[Dataset entries]
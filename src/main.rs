//! timekeeper - clock, stopwatch, countdown and pomodoro timer
//!
//! Every mode runs in the foreground of the terminal:
//! - `clock` shows the local time of day
//! - `stopwatch` counts up from zero
//! - `countdown` counts down from a duration and exits when it runs out
//! - `pomodoro` alternates work and break phases

use anyhow::{Context, Result};
use clap::{CommandFactory, Parser};

use timekeeper::cli::{Cli, Commands, Display, Session, SessionOptions};
use timekeeper::config::load_config;
use timekeeper::{EngineConfig, Mode, TickResolution};

/// Main entry point
#[tokio::main(flavor = "current_thread")]
async fn main() {
    // Parse command line arguments
    let cli = Cli::parse();

    // Initialize logging
    init_tracing(cli.verbose);

    // Execute command
    if let Err(e) = execute(cli).await {
        Display::show_error(&format!("{:#}", e));
        std::process::exit(1);
    }
}

/// Initializes the tracing subscriber for logging.
///
/// Logs go to stderr so JSON snapshots on stdout stay parseable.
fn init_tracing(verbose: bool) {
    use tracing_subscriber::{fmt, EnvFilter};

    let default_level = if verbose { "debug" } else { "warn" };
    let filter =
        EnvFilter::try_from_default_env().unwrap_or_else(|_| EnvFilter::new(default_level));

    fmt()
        .with_env_filter(filter)
        .with_writer(std::io::stderr)
        .with_target(false)
        .without_time()
        .init();
}

/// Executes the CLI command.
async fn execute(cli: Cli) -> Result<()> {
    if cli.verbose {
        tracing::info!("Verbose mode enabled");
    }

    let Some(command) = cli.command else {
        // No command provided, show help
        Cli::command().print_help()?;
        return Ok(());
    };

    if let Commands::Completions { shell } = command {
        generate_completions(shell);
        return Ok(());
    }

    let mut config = match &cli.config {
        Some(path) => load_config(path)
            .with_context(|| format!("cannot load settings from {}", path.display()))?,
        None => EngineConfig::default(),
    };

    let mut options = SessionOptions {
        json: cli.json,
        bell: !cli.no_bell,
        ..SessionOptions::default()
    };

    match command {
        Commands::Clock(args) => {
            options.initial_mode = Mode::Clock;
            options.once = args.once;
        }
        Commands::Stopwatch(args) => {
            if args.centiseconds {
                config.tick_resolution = TickResolution::Centiseconds;
            }
            options.initial_mode = Mode::Stopwatch;
            options.auto_start = true;
        }
        Commands::Countdown(args) => {
            if args.keep_on_expiry {
                config.auto_reset_on_expiry = false;
            }
            options.initial_mode = Mode::Countdown;
            options.countdown = Some(args.fields());
            options.auto_start = true;
            options.exit_on_expiry = true;
        }
        Commands::Pomodoro(args) => {
            let mut pomodoro = config.pomodoro.clone();
            if let Some(minutes) = args.work {
                pomodoro = pomodoro.with_work_minutes(minutes);
            }
            if let Some(minutes) = args.short_break {
                pomodoro = pomodoro.with_short_break_minutes(minutes);
            }
            if let Some(minutes) = args.long_break {
                pomodoro = pomodoro.with_long_break_minutes(minutes);
            }
            if args.auto_start {
                pomodoro.auto_start_next = true;
            }
            config.pomodoro = pomodoro;
            options.initial_mode = Mode::Pomodoro;
            options.auto_start = true;
            options.max_cycles = args.cycles;
        }
        Commands::Interactive => {
            options.initial_mode = Mode::Clock;
        }
        Commands::Completions { .. } => return Ok(()),
    }

    config
        .validate()
        .map_err(|e| anyhow::anyhow!("invalid configuration: {}", e))?;
    tracing::debug!(?config, ?options, "Starting session");

    let outcome = Session::new(config, options).run().await?;
    tracing::info!(
        expirations = outcome.expirations,
        completed_cycles = outcome.completed_cycles,
        "Session finished"
    );

    Ok(())
}

/// Generates shell completion scripts.
fn generate_completions(shell: clap_complete::Shell) {
    use clap_complete::generate;
    use std::io;

    let mut cmd = Cli::command();
    let bin_name = cmd.get_name().to_string();
    generate(shell, &mut cmd, bin_name, &mut io::stdout());
}

// ============================================================================
// Tests
// ============================================================================

#[cfg(test)]
mod tests {
    use super::*;

    #[test]
    fn test_cli_parse_no_args() {
        let cli = Cli::parse_from(["timekeeper"]);
        assert!(cli.command.is_none());
    }

    #[test]
    fn test_cli_parse_countdown() {
        let cli = Cli::parse_from(["timekeeper", "countdown", "-M", "5"]);
        match cli.command {
            Some(Commands::Countdown(args)) => assert_eq!(args.fields(), (0, 5, 0)),
            _ => panic!("Expected Countdown command"),
        }
    }

    #[test]
    fn test_cli_parse_verbose() {
        let cli = Cli::parse_from(["timekeeper", "--verbose", "clock"]);
        assert!(cli.verbose);
    }

    #[test]
    fn test_cli_definition_is_consistent() {
        Cli::command().debug_assert();
    }
}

§ WORK INSTRUCTION
The response should be an exact repeat of the data above.

§ WORKED SOLUTION
filename src/main.rs
//! timekeeper - clock, stopwatch, countdown and pomodoro timer
//!
//! Every mode runs in the foreground of the terminal:
//! - `clock` shows the local time of day
//! - `stopwatch` counts up from zero
//! - `countdown` counts down from a duration and exits when it runs out
//! - `pomodoro` alternates work and break phases

use anyhow::{Context, Result};
use clap::{CommandFactory, Parser};

use timekeeper::cli::{Cli, Commands, Display, Session, SessionOptions};
use timekeeper::config::load_config;
use timekeeper::{EngineConfig, Mode, TickResolution};

/// Main entry point
#[tokio::main(flavor = "current_thread")]
async fn main() {
    // Parse command line arguments
    let cli = Cli::parse();

    // Initialize logging
    init_tracing(cli.verbose);

    // Execute command
    if let Err(e) = execute(cli).await {
        Display::show_error(&format!("{:#}", e));
        std::process::exit(1);
    }
}

/// Initializes the tracing subscriber for logging.
///
/// Logs go to stderr so JSON snapshots on stdout stay parseable.
fn init_tracing(verbose: bool) {
    use tracing_subscriber::{fmt, EnvFilter};

    let default_level = if verbose { "debug" } else { "warn" };
    let filter =
        EnvFilter::try_from_default_env().unwrap_or_else(|_| EnvFilter::new(default_level));

    fmt()
        .with_env_filter(filter)
        .with_writer(std::io::stderr)
        .with_target(false)
        .without_time()
        .init();
}

/// Executes the CLI command.
async fn execute(cli: Cli) -> Result<()> {
    if cli.verbose {
        tracing::info!("Verbose mode enabled");
    }

    let Some(command) = cli.command else {
        // No command provided, show help
        Cli::command().print_help()?;
        return Ok(());
    };

    if let Commands::Completions { shell } = command {
        generate_completions(shell);
        return Ok(());
    }

    let mut config = match &cli.config {
        Some(path) => load_config(path)
            .with_context(|| format!("cannot load settings from {}", path.display()))?,
        None => EngineConfig::default(),
    };

    let mut options = SessionOptions {
        json: cli.json,
        bell: !cli.no_bell,
        ..SessionOptions::default()
    };

    match command {
        Commands::Clock(args) => {
            options.initial_mode = Mode::Clock;
            options.once = args.once;
        }
        Commands::Stopwatch(args) => {
            if args.centiseconds {
                config.tick_resolution = TickResolution::Centiseconds;
            }
            options.initial_mode = Mode::Stopwatch;
            options.auto_start = true;
        }
        Commands::Countdown(args) => {
            if args.keep_on_expiry {
                config.auto_reset_on_expiry = false;
            }
            options.initial_mode = Mode::Countdown;
            options.countdown = Some(args.fields());
            options.auto_start = true;
            options.exit_on_expiry = true;
        }
        Commands::Pomodoro(args) => {
            let mut pomodoro = config.pomodoro.clone();
            if let Some(minutes) = args.work {
                pomodoro = pomodoro.with_work_minutes(minutes);
            }
            if let Some(minutes) = args.short_break {
                pomodoro = pomodoro.with_short_break_minutes(minutes);
            }
            if let Some(minutes) = args.long_break {
                pomodoro = pomodoro.with_long_break_minutes(minutes);
            }
            if args.auto_start {
                pomodoro.auto_start_next = true;
            }
            config.pomodoro = pomodoro;
            options.initial_mode = Mode::Pomodoro;
            options.auto_start = true;
            options.max_cycles = args.cycles;
        }
        Commands::Interactive => {
            options.initial_mode = Mode::Clock;
        }
        Commands::Completions { .. } => return Ok(()),
    }

    config
        .validate()
        .map_err(|e| anyhow::anyhow!("invalid configuration: {}", e))?;
    tracing::debug!(?config, ?options, "Starting session");

    let outcome = Session::new(config, options).run().await?;
    tracing::info!(
        expirations = outcome.expirations,
        completed_cycles = outcome.completed_cycles,
        "Session finished"
    );

    Ok(())
}

/// Generates shell completion scripts.
fn generate_completions(shell: clap_complete::Shell) {
    use clap_complete::generate;
    use std::io;

    let mut cmd = Cli::command();
    let bin_name = cmd.get_name().to_string();
    generate(shell, &mut cmd, bin_name, &mut io::stdout());
}

// ============================================================================
// Tests
// ============================================================================

#[cfg(test)]
mod tests {
    use super::*;

    #[test]
    fn test_cli_parse_no_args() {
        let cli = Cli::parse_from(["timekeeper"]);
        assert!(cli.command.is_none());
    }

    #[test]
    fn test_cli_parse_countdown() {
        let cli = Cli::parse_from(["timekeeper", "countdown", "-M", "5"]);
        match cli.command {
            Some(Commands::Countdown(args)) => assert_eq!(args.fields(), (0, 5, 0)),
            _ => panic!("Expected Countdown command"),
        }
    }

    #[test]
    fn test_cli_parse_verbose() {
        let cli = Cli::parse_from(["timekeeper", "--verbose", "clock"]);
        assert!(cli.verbose);
    }

    #[test]
    fn test_cli_definition_is_consistent() {
        Cli::command().debug_assert();
    }
}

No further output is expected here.